# $\ln{\left(\frac{1}{0}\right)} = -\infty$?

I have shown it using a theorem that I made, but I am not sure, as $\lim_{\alpha \to 0^{-}}{\left(\frac{1}{\alpha}\right)} = -\infty$, and $\lim_{\alpha \to 0^{+}}{\left(\frac{1}{\alpha}\right)} = \infty$, and, therefore, no limit exists for $\lim_{\alpha \to 0}{\left(\frac{1}{\alpha}\right)}$, and, thus, no limit exists for $\lim_{\alpha \to 0}{\left(\ln{\left(\frac{1}{\alpha}\right)}\right)}$.

Edit

Under these circumstances, I suppose that it would not make sense to evaluate $\lim_{\alpha \to 0^{-}}{\left(\ln{\left(\frac{1}{0}\right)}\right)}$, as the logarithm of negative numbers is undefined, which means that one would only have to evaluate the limit $\lim_{\alpha \to 0^{+}}{\left(\ln{\left(\frac{1}{0}\right)}\right)}$, which I believe to be equal to $-\infty$.

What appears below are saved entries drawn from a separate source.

//! Node arguments, their resolved form, and override maps

use crate::composite::Resolvable;
use crate::{DiError, DiResult};
use std::any::{Any, type_name};
use std::collections::HashMap;
use std::fmt;
use std::sync::Arc;

/// Type-erased, shared value produced by a resolution.
pub type AnyValue = Arc<dyn Any + Send + Sync>;

/// One argument of a composition node, before resolution.
#[derive(Clone)]
pub enum Argument {
	/// A concrete value passed through unchanged.
	Value {
		value: AnyValue,
		type_name: &'static str,
	},
	/// A named reference, swappable by an override scope.
	Dependency {
		name: Arc<str>,
		value: Option<AnyValue>,
	},
	/// A nested node, resolved fresh on every walk.
	Node(Arc<dyn Resolvable>),
}

impl Argument {
	/// Wraps a concrete value.
	///
	/// # Examples
	///
	/// ```
	/// use wiring_di::{Argument, Composite};
	///
	/// let port = Composite::new(|args| args.get::<u16>(0)).arg(Argument::value(8080u16));
	/// assert_eq!(port.resolve().unwrap(), 8080);
	/// ```
	pub fn value<T: Send + Sync + 'static>(value: T) -> Self {
		Self::Value {
			value: Arc::new(value),
			type_name: type_name::<T>(),
		}
	}

	/// Name of the reference, if this argument is one.
	pub fn dependency_name(&self) -> Option<&str> {
		match self {
			Self::Dependency { name, .. } => Some(name),
			_ => None,
		}
	}

	/// This argument with a same-named override swapped in.
	pub(crate) fn substitute(&self, overrides: &Overrides) -> Argument {
		match self.dependency_name().and_then(|name| overrides.get(name)) {
			Some(replacement) => replacement.clone(),
			None => self.clone(),
		}
	}

	/// Resolves the argument, carrying the overrides into nested nodes.
	pub(crate) fn resolve(&self, overrides: &Overrides) -> DiResult<AnyValue> {
		match self {
			Self::Value { value, .. } => Ok(Arc::clone(value)),
			Self::Dependency { name, value } => value
				.clone()
				.ok_or_else(|| DiError::UnboundDependency(name.to_string())),
			Self::Node(node) => node.resolve_erased(overrides),
		}
	}
}

impl PartialEq for Argument {
	/// Identity comparison: two arguments are equal when they hold the same
	/// allocation.
	fn eq(&self, other: &Self) -> bool {
		match (self, other) {
			(Self::Value { value: a, .. }, Self::Value { value: b, .. }) => Arc::ptr_eq(a, b),
			(
				Self::Dependency {
					name: a_name,
					value: a_value,
				},
				Self::Dependency {
					name: b_name,
					value: b_value,
				},
			) => {
				a_name == b_name
					&& match (a_value, b_value) {
						(Some(a), Some(b)) => Arc::ptr_eq(a, b),
						(None, None) => true,
						_ => false,
					}
			}
			(Self::Node(a), Self::Node(b)) => {
				std::ptr::addr_eq(Arc::as_ptr(a), Arc::as_ptr(b))
			}
			_ => false,
		}
	}
}

impl fmt::Debug for Argument {
	fn fmt(&self, f: &mut fmt::Formatter<'_>) -> fmt::Result {
		match self {
			Self::Value { type_name, .. } => f.debug_tuple("Value").field(type_name).finish(),
			Self::Dependency { name, value } => f
				.debug_struct("Dependency")
				.field("name", name)
				.field("bound", &value.is_some())
				.finish(),
			Self::Node(node) => f.debug_tuple("Node").field(&node.output_type()).finish(),
		}
	}
}

/// Resolved arguments handed to a node's factory.
///
/// Accessors report arity and type mismatches as errors so a factory can
/// propagate them with `?`.
pub struct Arguments {
	node: &'static str,
	positional: Vec<AnyValue>,
	named: Vec<(String, AnyValue)>,
}

impl Arguments {
	pub(crate) fn new(
		node: &'static str,
		positional: Vec<AnyValue>,
		named: Vec<(String, AnyValue)>,
	) -> Self {
		Self {
			node,
			positional,
			named,
		}
	}

	pub fn positional_len(&self) -> usize {
		self.positional.len()
	}

	pub fn named_len(&self) -> usize {
		self.named.len()
	}

	pub fn is_empty(&self) -> bool {
		self.positional.is_empty() && self.named.is_empty()
	}

	/// Names of the named arguments, in declaration order.
	pub fn names(&self) -> impl Iterator<Item = &str> {
		self.named.iter().map(|(name, _)| name.as_str())
	}

	/// Positional argument at `index`, cloned out of its shared slot.
	pub fn get<T: Clone + Send + Sync + 'static>(&self, index: usize) -> DiResult<T> {
		self.get_arc(index).map(unshare)
	}

	pub fn get_arc<T: Send + Sync + 'static>(&self, index: usize) -> DiResult<Arc<T>> {
		let argument = || format!("#{index}");
		let value = self
			.positional
			.get(index)
			.ok_or_else(|| DiError::MissingArgument {
				node: self.node,
				argument: argument(),
			})?;
		self.downcast(value, argument)
	}

	/// Named argument, cloned out of its shared slot.
	pub fn named<T: Clone + Send + Sync + 'static>(&self, name: &str) -> DiResult<T> {
		self.named_arc(name).map(unshare)
	}

	pub fn named_arc<T: Send + Sync + 'static>(&self, name: &str) -> DiResult<Arc<T>> {
		let value = self
			.named
			.iter()
			.find(|(candidate, _)| candidate == name)
			.map(|(_, value)| value)
			.ok_or_else(|| DiError::MissingArgument {
				node: self.node,
				argument: name.to_string(),
			})?;
		self.downcast(value, || name.to_string())
	}

	fn downcast<T: Send + Sync + 'static>(
		&self,
		value: &AnyValue,
		argument: impl FnOnce() -> String,
	) -> DiResult<Arc<T>> {
		Arc::clone(value)
			.downcast::<T>()
			.map_err(|_| DiError::ArgumentType {
				node: self.node,
				argument: argument(),
				expected: type_name::<T>(),
			})
	}
}

impl fmt::Debug for Arguments {
	fn fmt(&self, f: &mut fmt::Formatter<'_>) -> fmt::Result {
		f.debug_struct("Arguments")
			.field("node", &self.node)
			.field("positional", &self.positional.len())
			.field("named", &self.named.iter().map(|(n, _)| n).collect::<Vec<_>>())
			.finish()
	}
}

/// Takes the value out of a freshly built `Arc`, cloning only when shared.
pub(crate) fn unshare<T: Clone>(value: Arc<T>) -> T {
	Arc::try_unwrap(value).unwrap_or_else(|shared| (*shared).clone())
}

/// Replacements for named dependencies, applied for one resolution.
///
/// # Examples
///
/// ```
/// use wiring_di::{Composite, Dependency, Overrides};
///
/// let greeting = Composite::new(|args| Ok(format!("Hello {}", args.named::<String>("name")?)))
/// 	.kwarg("name", Dependency::new("name", "World".to_string()));
///
/// let overrides = Overrides::new().value("name", "Mars".to_string());
/// assert_eq!(greeting.scoped_override(&overrides).unwrap(), "Hello Mars");
/// assert_eq!(greeting.resolve().unwrap(), "Hello World");
/// ```
#[derive(Clone, Default)]
pub struct Overrides {
	entries: HashMap<String, Argument>,
}

impl Overrides {
	pub fn new() -> Self {
		Self::default()
	}

	/// Replaces the dependency called `name` with `replacement`.
	pub fn with(mut self, name: impl Into<String>, replacement: impl Into<Argument>) -> Self {
		self.insert(name, replacement);
		self
	}

	/// Replaces the dependency called `name` with a raw value.
	///
	/// A `&'static str` is stored as a `String`, so factories read it back
	/// with `named::<String>` like any other string dependency.
	pub fn value<T: Send + Sync + 'static>(mut self, name: impl Into<String>, value: T) -> Self {
		let name = name.into();
		let value: AnyValue = Arc::new(value);
		let value = match value.downcast::<&'static str>() {
			Ok(text) => Arc::new(text.to_string()) as AnyValue,
			Err(value) => value,
		};
		let replacement = Argument::Dependency {
			name: Arc::from(name.as_str()),
			value: Some(value),
		};
		self.entries.insert(name, replacement);
		self
	}

	pub fn insert(&mut self, name: impl Into<String>, replacement: impl Into<Argument>) {
		self.entries.insert(name.into(), replacement.into());
	}

	pub fn get(&self, name: &str) -> Option<&Argument> {
		self.entries.get(name)
	}

	pub fn contains(&self, name: &str) -> bool {
		self.entries.contains_key(name)
	}

	pub fn len(&self) -> usize {
		self.entries.len()
	}

	pub fn is_empty(&self) -> bool {
		self.entries.is_empty()
	}

	/// Names being overridden, sorted.
	pub fn names(&self) -> Vec<&str> {
		let mut names: Vec<&str> = self.entries.keys().map(String::as_str).collect();
		names.sort_unstable();
		names
	}

	/// Combines two maps; entries of `other` win.
	pub fn merged(&self, other: &Overrides) -> Overrides {
		let mut entries = self.entries.clone();
		entries.extend(
			other
				.entries
				.iter()
				.map(|(name, argument)| (name.clone(), argument.clone())),
		);
		Overrides { entries }
	}
}

impl fmt::Debug for Overrides {
	fn fmt(&self, f: &mut fmt::Formatter<'_>) -> fmt::Result {
		f.debug_map()
			.entries(self.names().into_iter().map(|name| (name, &self.entries[name])))
			.finish()
	}
}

• The left hand limit (i.e. $\lim_{x \to 0^-} \ln(1/x)$) is not defined, since you are evaluating $\ln$ outside of its domain. $\lim_{x \to 0^+} \ln(1/x)$ is $+\infty$, since it is the same as $\lim_{y \to +\infty} \ln(y)$ – Ian Jul 15 '15 at 14:03
• @Ian Yes, I have edited my question in order to state that, and, now, I believe that I am correct. – Taylor Jul 15 '15 at 14:04
• $\lim_{\alpha \to 0^{+}}{\left(\ln{\left(\frac{1}{\color{red}{\alpha}}\right)}\right)} = \color{red}{\infty}$ – Zain Patel Jul 15 '15 at 14:06
• @ZainPatel Oops... :') – Taylor Jul 15 '15 at 14:07
• What I'm trying to say is that as you make $\alpha$ closer to $0$, $\frac{1}{\alpha}$ gets closer and closer to infinity and $\ln$ of something getting close to infinity gets closer to infinity itself. $i.e \ln \infty = \infty$. Not $-\infy$ as your question suggests. – Zain Patel Jul 15 '15 at 14:18

The left hand limit will not be defined for $\ln$, be careful. Then note that \begin{align*} \lim_{x \rightarrow 0^{+}} \ln\bigg(\frac{1}{x}\bigg) &= \lim_{x \rightarrow 0^{+}} \ln(1) - \ln(x) \\ &= \lim_{x \rightarrow 0^{+}} - \ln(x) \\ &= \infty \end{align*}
The domain of the (real) logarithm function is the set $(0,\infty)$. In particular, $\displaystyle \lim_{\alpha \to 0^-} \ln \left( \frac 1 \alpha \right)$ is undefined. On the other hand, $\displaystyle \lim_{\alpha \to 0^+} \ln \left( \frac 1 \alpha \right) = \infty$ via the limit laws.